- **Work request**
Use the entries below and reproduce exactly the lines from the one containing "let rows = (1..=n)" down to the one containing "pub fn boxes(n: usize, box_rows: usize, box_cols: usize)", both of them included.

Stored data
***

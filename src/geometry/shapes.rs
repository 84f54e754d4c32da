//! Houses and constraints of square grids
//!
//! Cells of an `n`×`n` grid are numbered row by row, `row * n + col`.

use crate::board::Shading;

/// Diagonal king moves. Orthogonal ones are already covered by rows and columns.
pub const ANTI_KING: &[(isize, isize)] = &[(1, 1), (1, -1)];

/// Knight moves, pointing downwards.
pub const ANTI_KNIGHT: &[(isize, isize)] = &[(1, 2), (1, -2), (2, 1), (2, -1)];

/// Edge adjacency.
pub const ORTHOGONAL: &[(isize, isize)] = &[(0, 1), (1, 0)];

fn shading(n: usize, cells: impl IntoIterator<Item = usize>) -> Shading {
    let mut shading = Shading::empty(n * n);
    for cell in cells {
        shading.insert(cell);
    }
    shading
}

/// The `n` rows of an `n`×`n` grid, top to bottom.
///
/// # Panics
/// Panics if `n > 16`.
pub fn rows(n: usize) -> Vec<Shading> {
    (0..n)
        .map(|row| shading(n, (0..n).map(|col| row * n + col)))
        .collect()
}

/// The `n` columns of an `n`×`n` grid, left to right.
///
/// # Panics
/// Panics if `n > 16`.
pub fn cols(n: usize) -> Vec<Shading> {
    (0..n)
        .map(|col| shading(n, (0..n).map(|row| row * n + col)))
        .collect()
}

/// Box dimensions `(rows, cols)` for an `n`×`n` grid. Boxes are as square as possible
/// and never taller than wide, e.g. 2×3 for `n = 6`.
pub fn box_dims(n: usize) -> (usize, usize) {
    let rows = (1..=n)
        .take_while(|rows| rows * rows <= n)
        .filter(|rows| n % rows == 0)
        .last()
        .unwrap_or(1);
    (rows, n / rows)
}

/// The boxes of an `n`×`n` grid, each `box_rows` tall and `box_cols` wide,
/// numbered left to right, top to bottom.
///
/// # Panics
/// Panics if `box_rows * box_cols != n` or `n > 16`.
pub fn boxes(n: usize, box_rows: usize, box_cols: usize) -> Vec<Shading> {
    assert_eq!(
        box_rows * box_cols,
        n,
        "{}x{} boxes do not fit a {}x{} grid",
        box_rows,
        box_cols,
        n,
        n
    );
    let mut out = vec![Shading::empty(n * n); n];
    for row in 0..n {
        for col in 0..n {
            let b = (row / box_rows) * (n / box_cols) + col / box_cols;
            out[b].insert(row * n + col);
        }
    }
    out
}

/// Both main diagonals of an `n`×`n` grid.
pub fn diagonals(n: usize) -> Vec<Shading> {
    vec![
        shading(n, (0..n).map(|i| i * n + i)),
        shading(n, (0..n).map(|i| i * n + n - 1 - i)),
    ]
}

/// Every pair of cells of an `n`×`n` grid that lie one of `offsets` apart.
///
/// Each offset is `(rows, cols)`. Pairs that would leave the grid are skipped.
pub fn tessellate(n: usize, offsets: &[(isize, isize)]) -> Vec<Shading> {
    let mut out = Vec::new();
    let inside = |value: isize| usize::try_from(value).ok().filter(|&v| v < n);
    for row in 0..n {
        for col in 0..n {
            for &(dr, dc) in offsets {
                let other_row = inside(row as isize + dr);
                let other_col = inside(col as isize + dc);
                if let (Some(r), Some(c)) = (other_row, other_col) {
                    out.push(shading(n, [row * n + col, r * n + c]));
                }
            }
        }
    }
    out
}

***

- **Solution to this task**
    let rows = (1..=n)
        .take_while(|rows| rows * rows <= n)
        .filter(|rows| n % rows == 0)
        .last()
        .unwrap_or(1);
    (rows, n / rows)
}

/// The boxes of an `n`×`n` grid, each `box_rows` tall and `box_cols` wide,
/// numbered left to right, top to bottom.
///
/// # Panics
/// Panics if `box_rows * box_cols != n` or `n > 16`.
pub fn boxes(n: usize, box_rows: usize, box_cols: usize) -> Vec<Shading> {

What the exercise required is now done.